Selon la pétition initiale (PI), datée du 14 avril et à laquelle l’agence Lusa avait accès, l’entreprise textile, avec 253 travailleurs, s’est déclarée «en situation d’insolvabilité imminente, prévoyant que dans un proche avenir elle ne pour se conformer à ses obligations aux échéances respectives ».

Selon le rapport et les comptes, au 31 décembre 2020, Coelima disposait d’un actif comptable de l’ordre de 31,1 millions d’euros et d’un passif supérieur à 29,5 millions d’euros, «détenu par environ 250 créanciers (une écrasante majorité des fournisseurs de Coelima)» , dit PI, ajoutant que Coelima n’a pas de dettes envers l’administration fiscale ou de salaires en souffrance.

Parmi les créanciers, « il y en a deux particulièrement importants »: la Caixa Geral de Depósitos (CGD) et le Fonds de soutien à la concentration et à la consolidation des entreprises (FACCE), qui, pris dans son ensemble, « représentent environ 80% du total non – passif du groupe Coelima, par référence au 31 décembre 2020 ″.
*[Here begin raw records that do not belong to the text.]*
//! Text-generation boundary: the trait the pipeline consumes, the local
//! HTTP provider, and the ordered fallback chain.

use std::sync::Arc;

use async_trait::async_trait;
use serde::{Deserialize, Serialize};
use serde_json::json;
use thiserror::Error;
use tracing::{debug, warn};

use crate::config::PipelineConfig;

/// Which model profile a call runs under.
#[derive(Debug, Clone, Copy, PartialEq, Eq)]
pub enum Role {
    Writer,
    Researcher,
}

impl Role {
    fn temperature(&self) -> f32 {
        match self {
            Role::Writer => 0.7,
            Role::Researcher => 0.3,
        }
    }

    fn max_tokens(&self) -> u32 {
        match self {
            Role::Writer => 4000,
            Role::Researcher => 2000,
        }
    }
}

#[derive(Debug, Clone, Default, PartialEq, Serialize, Deserialize)]
pub struct TokenUsage {
    pub prompt: u64,
    pub completion: u64,
    pub total: u64,
}

#[derive(Debug, Clone)]
pub struct Completion {
    pub text: String,
    pub model: String,
    pub usage: TokenUsage,
}

#[derive(Debug, Error)]
pub enum GenerationError {
    #[error("generation request failed: {0}")]
    Request(#[from] reqwest::Error),

    #[error("generation service returned status {0}")]
    Status(reqwest::StatusCode),

    #[error("generation service returned an unusable payload: {0}")]
    Payload(String),

    #[error("all generation providers failed: {summary}")]
    AllProvidersFailed { summary: String },
}

/// External text-completion interface. Implementations must either
/// return a completion or a typed error the caller can degrade from;
/// silently empty responses are not allowed.
#[async_trait]
pub trait TextGenerator: Send + Sync {
    fn name(&self) -> &str;

    async fn generate(
        &self,
        system: &str,
        prompt: &str,
        role: Role,
    ) -> Result<Completion, GenerationError>;
}

/// Client for the local generation service's `/api/generate` endpoint.
pub struct LocalGenerator {
    client: reqwest::Client,
    base_url: String,
    writer_model: String,
    researcher_model: String,
}

#[derive(Deserialize)]
struct GenerateResponse {
    #[serde(default)]
    response: String,
    #[serde(default)]
    prompt_eval_count: Option<u64>,
    #[serde(default)]
    eval_count: Option<u64>,
}

impl LocalGenerator {
    pub fn new(config: &PipelineConfig) -> Self {
        Self {
            client: reqwest::Client::new(),
            base_url: config.generation_base_url.trim_end_matches('/').to_string(),
            writer_model: config.writer_model.clone(),
            researcher_model: config.researcher_model.clone(),
        }
    }

    fn model_for(&self, role: Role) -> &str {
        match role {
            Role::Writer => &self.writer_model,
            Role::Researcher => &self.researcher_model,
        }
    }
}

#[async_trait]
impl TextGenerator for LocalGenerator {
    fn name(&self) -> &str {
        "local"
    }

    async fn generate(
        &self,
        system: &str,
        prompt: &str,
        role: Role,
    ) -> Result<Completion, GenerationError> {
        let model = self.model_for(role).to_string();
        let payload = json!({
            "model": model,
            "prompt": prompt,
            "system": system,
            "options": {
                "temperature": role.temperature(),
                "num_predict": role.max_tokens(),
            },
            "stream": false,
        });

        debug!(model = %model, role = ?role, "local generation call");
        let response = self
            .client
            .post(format!("{}/api/generate", self.base_url))
            .json(&payload)
            .send()
            .await?;

        if !response.status().is_success() {
            return Err(GenerationError::Status(response.status()));
        }

        let body: GenerateResponse = response.json().await?;
        if body.response.is_empty() {
            return Err(GenerationError::Payload(
                "empty response field".to_string(),
            ));
        }

        // The service reports evaluated token counts; approximate with
        // whitespace words when a count is missing.
        let prompt_tokens = body
            .prompt_eval_count
            .unwrap_or_else(|| prompt.split_whitespace().count() as u64);
        let completion_tokens = body
            .eval_count
            .unwrap_or_else(|| body.response.split_whitespace().count() as u64);

        Ok(Completion {
            text: body.response,
            model,
            usage: TokenUsage {
                prompt: prompt_tokens,
                completion: completion_tokens,
                total: prompt_tokens + completion_tokens,
            },
        })
    }
}

/// Provider speaking the OpenAI-compatible `/chat/completions` shape,
/// used as the hosted fallback when the local service is unreachable.
pub struct ChatCompletionsGenerator {
    client: reqwest::Client,
    base_url: String,
    api_key: String,
    model: String,
}

#[derive(Deserialize)]
struct ChatResponse {
    choices: Vec<ChatChoice>,
    #[serde(default)]
    usage: Option<ChatUsage>,
}

#[derive(Deserialize)]
struct ChatChoice {
    message: ChatMessage,
}

#[derive(Deserialize)]
struct ChatMessage {
    #[serde(default)]
    content: String,
}

#[derive(Deserialize, Default)]
struct ChatUsage {
    #[serde(default)]
    prompt_tokens: u64,
    #[serde(default)]
    completion_tokens: u64,
    #[serde(default)]
    total_tokens: u64,
}

impl ChatCompletionsGenerator {
    pub fn new(base_url: &str, api_key: &str, model: &str) -> Self {
        Self {
            client: reqwest::Client::new(),
            base_url: base_url.trim_end_matches('/').to_string(),
            api_key: api_key.to_string(),
            model: model.to_string(),
        }
    }
}

#[async_trait]
impl TextGenerator for ChatCompletionsGenerator {
    fn name(&self) -> &str {
        "chat-completions"
    }

    async fn generate(
        &self,
        system: &str,
        prompt: &str,
        role: Role,
    ) -> Result<Completion, GenerationError> {
        let payload = json!({
            "model": self.model,
            "messages": [
                {"role": "system", "content": system},
                {"role": "user", "content": prompt},
            ],
            "temperature": role.temperature(),
            "max_tokens": role.max_tokens(),
        });

        let response = self
            .client
            .post(format!("{}/chat/completions", self.base_url))
            .bearer_auth(&self.api_key)
            .json(&payload)
            .send()
            .await?;

        if !response.status().is_success() {
            return Err(GenerationError::Status(response.status()));
        }

        let body: ChatResponse = response.json().await?;
        let text = body
            .choices
            .into_iter()
            .next()
            .map(|c| c.message.content)
            .unwrap_or_default();
        if text.is_empty() {
            return Err(GenerationError::Payload("no choices returned".to_string()));
        }

        let usage = body.usage.unwrap_or_default();
        Ok(Completion {
            text,
            model: self.model.clone(),
            usage: TokenUsage {
                prompt: usage.prompt_tokens,
                completion: usage.completion_tokens,
                total: usage.total_tokens,
            },
        })
    }
}

/// Ordered provider chain: tries each provider in turn, records every
/// attempt's failure, returns the first success or an aggregate error
/// naming all attempts.
pub struct FallbackGenerator {
    providers: Vec<Arc<dyn TextGenerator>>,
}

impl FallbackGenerator {
    pub fn new(providers: Vec<Arc<dyn TextGenerator>>) -> Self {
        Self { providers }
    }
}

#[async_trait]
impl TextGenerator for FallbackGenerator {
    fn name(&self) -> &str {
        "fallback-chain"
    }

    async fn generate(
        &self,
        system: &str,
        prompt: &str,
        role: Role,
    ) -> Result<Completion, GenerationError> {
        let mut attempts = Vec::new();
        for provider in &self.providers {
            match provider.generate(system, prompt, role).await {
                Ok(completion) => return Ok(completion),
                Err(e) => {
                    warn!(provider = provider.name(), error = %e, "generation provider failed");
                    attempts.push(format!("{}: {}", provider.name(), e));
                }
            }
        }
        Err(GenerationError::AllProvidersFailed {
            summary: attempts.join("; "),
        })
    }
}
La banque détient 42% des passifs, soit plus de 8,5 millions d’euros, tandis que FACCE représente 38% des passifs, soit plus de 7,8 millions d’euros.
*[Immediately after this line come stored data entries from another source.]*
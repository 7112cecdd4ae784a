//! The workflow nodes. Each node is a pure `&PipelineState ->
//! PipelineState` step that also sets the routing key the engine reads.

mod completion;
mod coordinator;
mod drafting;
mod input;
mod plagiarism;
mod processing;
mod researcher;
mod structuring;
mod synthesis;

pub use completion::CompletionNode;
pub use coordinator::ResearchCoordinatorNode;
pub use drafting::DraftSectionNode;
pub use input::{ProcessInputsNode, RouteInputsNode};
pub use plagiarism::{EvaluatePlagiarismNode, PlagiarismCheckNode, RewriteSectionNode};
pub use processing::{ProcessBothNode, ProcessCodeNode, ProcessDocsNode};
pub use researcher::ConductResearchNode;
pub use structuring::BlogStructuringNode;
pub use synthesis::{ConditionalSynthesisNode, IntroductionSynthesisNode};

/// Node identifiers. These double as the routing keys nodes set through
/// [`crate::state::Action`], so the two sets must stay aligned.
pub mod ids {
    pub const PROCESS_INPUTS: &str = "process_inputs";
    pub const ROUTE_INPUTS: &str = "route_inputs";
    pub const PROCESS_CODE: &str = "process_code";
    pub const PROCESS_DOCS: &str = "process_docs";
    pub const PROCESS_BOTH: &str = "process_both";
    pub const RESEARCH_COORDINATOR: &str = "research_coordinator";
    pub const CONDUCT_RESEARCH: &str = "conduct_research";
    pub const BLOG_STRUCTURING: &str = "blog_structuring";
    pub const CONDITIONAL_SYNTHESIS: &str = "conditional_synthesis";
    pub const INTRODUCTION_SYNTHESIS: &str = "introduction_synthesis";
    pub const DRAFT_SECTION: &str = "draft_section";
    pub const PLAGIARISM_CHECK: &str = "plagiarism_check";
    pub const EVALUATE_PLAGIARISM: &str = "evaluate_plagiarism";
    pub const REWRITE_SECTION: &str = "rewrite_section";
    pub const COMPLETION: &str = "completion";
}
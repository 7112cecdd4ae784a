use thiserror::Error;

/// Errors produced by graph construction and execution.
///
/// Only fatal conditions live here. Recoverable failures (a degraded
/// fetch, a fallback template) are data in the caller's state type,
/// never errors.
#[derive(Debug, Error)]
pub enum GraphError {
    #[error("node not found: {0}")]
    NodeNotFound(String),

    #[error("node '{0}' has no outgoing edge")]
    NoRouteFrom(String),

    #[error("unknown routing key '{key}' leaving node '{node}'")]
    UnknownRoutingKey { node: String, key: String },

    #[error("step limit of {max_steps} reached at node '{node}'")]
    StepLimitExceeded { node: String, max_steps: usize },

    #[error("node execution failed: {0}")]
    NodeExecutionFailed(String),

    #[error("missing required input: {0}")]
    MissingInput(String),

    #[error("invalid graph: {0}")]
    InvalidGraph(String),
}

pub type Result<T> = std::result::Result<T, GraphError>;
use std::collections::HashMap;
use std::sync::Arc;

use dashmap::DashMap;
use tracing::{debug, error};

use crate::{
    error::{GraphError, Result},
    node::Node,
};

/// Routing-key extractor used by conditional edges.
pub type Router<S> = Arc<dyn Fn(&S) -> String + Send + Sync>;

/// Terminal sink. An edge that targets `END` finishes the run.
pub const END: &str = "end";

/// Outgoing edge of a node. Every node has exactly one.
enum Routing<S> {
    /// Always taken, regardless of state content.
    Fixed(String),
    /// Chosen by looking up the router's key in the table. A key with no
    /// entry is a fatal routing error.
    Conditional {
        router: Router<S>,
        table: HashMap<String, String>,
    },
}

/// A directed graph of nodes driven by a single state value.
///
/// The graph may contain cycles; termination is guaranteed by the step
/// ceiling passed to [`Graph::run`] rather than by the topology.
pub struct Graph<S> {
    pub id: String,
    nodes: DashMap<String, Arc<dyn Node<S>>>,
    routing: HashMap<String, Routing<S>>,
    start: String,
}

impl<S> std::fmt::Debug for Graph<S> {
    fn fmt(&self, f: &mut std::fmt::Formatter<'_>) -> std::fmt::Result {
        f.debug_struct("Graph")
            .field("id", &self.id)
            .field("nodes", &self.nodes.len())
            .field("routing", &self.routing.keys().collect::<Vec<_>>())
            .field("start", &self.start)
            .finish()
    }
}

impl<S: Send + Sync> Graph<S> {
    /// Drive the state through the graph until an edge targets [`END`].
    ///
    /// Fails with [`GraphError::StepLimitExceeded`] once `max_steps`
    /// node executions have happened without reaching the sink. Node
    /// errors propagate unchanged.
    pub async fn run(&self, initial: S, max_steps: usize) -> Result<S> {
        let mut state = initial;
        let mut current = self.start.clone();

        for step in 1..=max_steps {
            let node = self
                .nodes
                .get(&current)
                .map(|entry| entry.clone())
                .ok_or_else(|| GraphError::NodeNotFound(current.clone()))?;

            debug!(graph = %self.id, node = %current, step, "executing node");
            state = node.run(&state).await.inspect_err(|e| {
                error!(graph = %self.id, node = %current, error = %e, "node failed");
            })?;

            let target = self.next_target(&current, &state)?;
            if target == END {
                debug!(graph = %self.id, steps = step, "run completed");
                return Ok(state);
            }
            current = target;
        }

        Err(GraphError::StepLimitExceeded {
            node: current,
            max_steps,
        })
    }

    /// Resolve the edge leaving `from` for the given state.
    fn next_target(&self, from: &str, state: &S) -> Result<String> {
        match self.routing.get(from) {
            None => Err(GraphError::NoRouteFrom(from.to_string())),
            Some(Routing::Fixed(to)) => Ok(to.clone()),
            Some(Routing::Conditional { router, table }) => {
                let key = router(state);
                table
                    .get(&key)
                    .cloned()
                    .ok_or_else(|| GraphError::UnknownRoutingKey {
                        node: from.to_string(),
                        key,
                    })
            }
        }
    }

    /// Target for a routing key leaving `from`, ignoring the router.
    /// Fixed edges resolve for any key. Used by routing-completeness
    /// checks.
    pub fn route_for_key(&self, from: &str, key: &str) -> Option<String> {
        match self.routing.get(from)? {
            Routing::Fixed(to) => Some(to.clone()),
            Routing::Conditional { table, .. } => table.get(key).cloned(),
        }
    }

    pub fn has_node(&self, id: &str) -> bool {
        self.nodes.contains_key(id)
    }

    pub fn node_ids(&self) -> Vec<String> {
        self.nodes.iter().map(|entry| entry.key().clone()).collect()
    }

    pub fn start_node(&self) -> &str {
        &self.start
    }
}

/// Builder for creating graphs.
///
/// `build` validates the topology: every edge must leave a registered
/// node, every target must be a registered node or [`END`], and every
/// node must have exactly one outgoing edge construct. An incomplete
/// routing table is a construction-time failure, not a runtime surprise.
pub struct GraphBuilder<S> {
    id: String,
    nodes: Vec<Arc<dyn Node<S>>>,
    routing: Vec<(String, Routing<S>)>,
    start: Option<String>,
}

impl<S: Send + Sync> GraphBuilder<S> {
    pub fn new(id: impl Into<String>) -> Self {
        Self {
            id: id.into(),
            nodes: Vec::new(),
            routing: Vec::new(),
            start: None,
        }
    }

    pub fn add_node(mut self, node: Arc<dyn Node<S>>) -> Self {
        self.nodes.push(node);
        self
    }

    /// Add a fixed edge, always taken regardless of state content.
    pub fn add_edge(mut self, from: impl Into<String>, to: impl Into<String>) -> Self {
        self.routing
            .push((from.into(), Routing::Fixed(to.into())));
        self
    }

    /// Add a conditional edge: the router derives a key from the state
    /// and the table maps each key to a target node.
    pub fn add_conditional_edge<F, I, K, V>(
        mut self,
        from: impl Into<String>,
        router: F,
        table: I,
    ) -> Self
    where
        F: Fn(&S) -> String + Send + Sync + 'static,
        I: IntoIterator<Item = (K, V)>,
        K: Into<String>,
        V: Into<String>,
    {
        let table = table
            .into_iter()
            .map(|(k, v)| (k.into(), v.into()))
            .collect();
        self.routing.push((
            from.into(),
            Routing::Conditional {
                router: Arc::new(router),
                table,
            },
        ));
        self
    }

    pub fn set_start(mut self, node_id: impl Into<String>) -> Self {
        self.start = Some(node_id.into());
        self
    }

    pub fn build(self) -> Result<Graph<S>> {
        let nodes: DashMap<String, Arc<dyn Node<S>>> = DashMap::new();
        let mut first_id = None;
        for node in self.nodes {
            let id = node.id().to_string();
            if first_id.is_none() {
                first_id = Some(id.clone());
            }
            if nodes.insert(id.clone(), node).is_some() {
                return Err(GraphError::InvalidGraph(format!(
                    "duplicate node id '{id}'"
                )));
            }
        }

        let mut routing = HashMap::new();
        for (from, edge) in self.routing {
            if !nodes.contains_key(&from) {
                return Err(GraphError::InvalidGraph(format!(
                    "edge leaves unknown node '{from}'"
                )));
            }
            let targets: Vec<&String> = match &edge {
                Routing::Fixed(to) => vec![to],
                Routing::Conditional { table, .. } => table.values().collect(),
            };
            for to in targets {
                if to.as_str() != END && !nodes.contains_key(to) {
                    return Err(GraphError::InvalidGraph(format!(
                        "edge from '{from}' targets unknown node '{to}'"
                    )));
                }
            }
            if routing.insert(from.clone(), edge).is_some() {
                return Err(GraphError::InvalidGraph(format!(
                    "node '{from}' already has an outgoing edge"
                )));
            }
        }

        for entry in nodes.iter() {
            if !routing.contains_key(entry.key()) {
                return Err(GraphError::InvalidGraph(format!(
                    "node '{}' has no outgoing edge",
                    entry.key()
                )));
            }
        }

        let start = self
            .start
            .or(first_id)
            .ok_or_else(|| GraphError::InvalidGraph("graph has no nodes".to_string()))?;
        if !nodes.contains_key(&start) {
            return Err(GraphError::InvalidGraph(format!(
                "start node '{start}' is not registered"
            )));
        }

        Ok(Graph {
            id: self.id,
            nodes,
            routing,
            start,
        })
    }
}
«Les difficultés dans lesquelles se trouve Coelima résident essentiellement dans l’insuffisance des flux opérationnels générés pour faire face au passif actuel de l’entreprise, face à l’incertitude globale qui a émergé avec la propagation de la crise pandémique et les restrictions qui en découlent dans le commerce l’activité des principaux marchés où Coelima et ses clients opèrent », déclare Petição Inicial.
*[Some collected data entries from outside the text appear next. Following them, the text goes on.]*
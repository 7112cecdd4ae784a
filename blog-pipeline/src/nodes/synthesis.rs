//! Research synthesis nodes: source-specialized highlight extraction
//! and the introduction hook.

use std::sync::Arc;

use async_trait::async_trait;
use stategraph::{Node, Result};
use tracing::{info, warn};

use crate::generation::{Role, TextGenerator};
use crate::research::sources;
use crate::state::{Action, PipelineState, ResearchResult, Synthesis, SynthesisKind};
use crate::util::clip;

use super::ids;

/// Specializes the research view for the dominant selected source:
/// academic papers, repositories, newsletters, or general web results.
/// Pure data shaping; no generation call.
pub struct ConditionalSynthesisNode;

#[async_trait]
impl Node<PipelineState> for ConditionalSynthesisNode {
    fn id(&self) -> &str {
        ids::CONDITIONAL_SYNTHESIS
    }

    async fn run(&self, state: &PipelineState) -> Result<PipelineState> {
        let kind = dominant_kind(&state.research_sources);
        let source_name = match kind {
            SynthesisKind::Academic => sources::ARXIV,
            SynthesisKind::Repository => sources::GITHUB,
            SynthesisKind::Newsletter => sources::SUBSTACK,
            SynthesisKind::Web => sources::WEB,
        };

        let highlights: Vec<String> = state
            .research
            .by_source
            .get(source_name)
            .map(|results| {
                results
                    .iter()
                    .take(3)
                    .map(|result| highlight_for(kind, result))
                    .collect()
            })
            .unwrap_or_default();

        let mut research = state.research.clone();
        if !highlights.is_empty() {
            research.synthesis = Some(Synthesis { kind, highlights });
        }

        Ok(state
            .update()
            .research(research)
            .next_action(Action::IntroductionSynthesis)
            .finish())
    }
}

fn dominant_kind(selected: &[String]) -> SynthesisKind {
    if selected.iter().any(|s| s == sources::ARXIV) {
        SynthesisKind::Academic
    } else if selected.iter().any(|s| s == sources::GITHUB) {
        SynthesisKind::Repository
    } else if selected.iter().any(|s| s == sources::SUBSTACK) {
        SynthesisKind::Newsletter
    } else {
        SynthesisKind::Web
    }
}

fn highlight_for(kind: SynthesisKind, result: &ResearchResult) -> String {
    match kind {
        SynthesisKind::Academic => {
            let authors = result
                .metadata
                .get("authors")
                .and_then(|v| v.as_array())
                .map(|list| {
                    list.iter()
                        .filter_map(|a| a.as_str())
                        .collect::<Vec<_>>()
                        .join(", ")
                })
                .unwrap_or_default();
            if authors.is_empty() {
                result.title.clone()
            } else {
                format!("{} ({authors})", result.title)
            }
        }
        SynthesisKind::Repository => {
            let stars = result
                .metadata
                .get("stars")
                .and_then(|v| v.as_u64())
                .unwrap_or(0);
            format!("{} ({stars} stars): {}", result.title, clip(&result.content, 120))
        }
        SynthesisKind::Newsletter => {
            let author = result
                .metadata
                .get("author")
                .and_then(|v| v.as_str())
                .unwrap_or_default();
            if author.is_empty() {
                result.title.clone()
            } else {
                format!("{} by {author}", result.title)
            }
        }
        SynthesisKind::Web => result.title.clone(),
    }
}

/// One generation call producing the introduction hook, stored on the
/// research context for final assembly. A failed call leaves the
/// introduction unset; assembly copes.
pub struct IntroductionSynthesisNode {
    generator: Arc<dyn TextGenerator>,
}

impl IntroductionSynthesisNode {
    pub fn new(generator: Arc<dyn TextGenerator>) -> Self {
        Self { generator }
    }
}

#[async_trait]
impl Node<PipelineState> for IntroductionSynthesisNode {
    fn id(&self) -> &str {
        ids::INTRODUCTION_SYNTHESIS
    }

    async fn run(&self, state: &PipelineState) -> Result<PipelineState> {
        let audience = state.target_audience.as_deref().unwrap_or("Developers");
        let tone = state.tone.as_deref().unwrap_or("Professional");
        let title = state
            .research
            .blog_title
            .as_deref()
            .unwrap_or("this technical deep dive");

        let insights = if state.research.key_insights.is_empty() {
            "Research conducted across multiple sources.".to_string()
        } else {
            state
                .research
                .key_insights
                .iter()
                .map(|insight| format!("- {insight}"))
                .collect::<Vec<_>>()
                .join("\n")
        };

        let preview = section_preview(state);
        let questions = if state.custom_questions.is_empty() {
            "None".to_string()
        } else {
            state
                .custom_questions
                .iter()
                .map(|q| format!("- {q}"))
                .collect::<Vec<_>>()
                .join("\n")
        };

        let prompt = format!(
            "Write a compelling 200-300 word introduction for a technical blog post titled \"{title}\".\n\n\
             TARGET AUDIENCE: {audience}\n\
             TONE: {tone}\n\n\
             CONTENT CONTEXT:\n{}\n\n\
             KEY RESEARCH INSIGHTS:\n{insights}\n\n\
             CUSTOM QUESTIONS TO ADDRESS:\n{questions}\n\n\
             WHAT THE POST WILL COVER:\n{preview}\n\n\
             Open with a hook, explain why the topic matters to {audience}, preview what \
             readers will learn, and avoid stock openers like \"In this post\". \
             Output only the introduction text in markdown.",
            clip(state.content_summary.as_deref().unwrap_or_default(), 800),
        );
        let system = format!(
            "You are a technical writer crafting an engaging introduction for {audience}. \
             Write in a {tone} tone. Hook the reader immediately and avoid cliches."
        );

        match self.generator.generate(&system, &prompt, Role::Writer).await {
            Ok(completion) => {
                let intro = completion.text.trim().to_string();
                let mut research = state.research.clone();
                if !intro.is_empty() {
                    research.introduction = Some(intro);
                }
                info!("introduction synthesized");
                Ok(state
                    .update()
                    .research(research)
                    .record_usage(&completion.model, &completion.usage)
                    .next_action(Action::DraftSection)
                    .finish())
            }
            Err(e) => {
                warn!(error = %e, "introduction synthesis unavailable, continuing without one");
                Ok(state
                    .update()
                    .next_action(Action::DraftSection)
                    .finish())
            }
        }
    }
}

fn section_preview(state: &PipelineState) -> String {
    let titles: Vec<&str> = state
        .sections
        .iter()
        .map(|s| s.title.as_str())
        .filter(|t| !t.is_empty())
        .collect();
    match titles.len() {
        0 | 1 => String::new(),
        2 => format!("We'll cover {} and {}.", titles[0], titles[1]),
        _ => format!(
            "We'll explore {}, and {}.",
            titles[..titles.len() - 1].join(", "),
            titles[titles.len() - 1]
        ),
    }
}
Il y a environ une semaine, Coelima a annoncé avoir déposé une demande d’insolvabilité, suite à la baisse des ventes « de plus de 60% » causée par la pandémie et à la non-approbation des demandes qu’elle a soumises aux lignes de crédit covid-19 « .

L’entreprise, fondée en 1922, et «l’un des plus grands producteurs de literie», qui produit essentiellement pour l’exportation vers les marchés européen et nord-américain, a exprimé son intérêt «à ce que l’administration de la masse insolvable» soit assurée par elle-même.

«Malgré la situation d’insolvabilité imminente du requérant, l’équipe de direction de Coelima comprend que l’entreprise est viable et que la récente épidémie de pandémie, tout en ayant un impact sur la manière dont son activité a été menée, offre des opportunités considérables aux différentes entreprises opérant dans le secteur textile» , maintient l’entreprise.

En ce sens, Coelima a pris l’engagement devant le Tribunal de commerce de Guimarães, «dans les 30 jours suivant la condamnation» de son insolvabilité, de présenter «un plan d’insolvabilité prévoyant la poursuite des activités de la société par Coelima».

Dans la pétition, Coelima propose que le tribunal nomme Pedro Pidwell comme praticien de l’insolvabilité, puisque, après «une perquisition», son nom est apparu comme «une référence solide et consensuelle» et avec le «profil approprié» pour exercer les fonctions d’administrateur de l’insolvabilité dans cette traiter.

Il n’y a pas encore eu de décision du tribunal de commerce de Guimarães sur la demande d’insolvabilité.

Coelima fait partie du groupe MoreTextile, – qui est l’un des cinq plus grands créanciers – et résulte de la fusion, en 2011, avec JMA et António Almeida & Filhos et dont le principal actionnaire est le Recovery Fund géré par ECS Capital.

L’entreprise opère dans le nord du pays, à Vale do Ave, concentrant l’essentiel de son activité dans le pôle industriel de Pevidém, à Guimarães.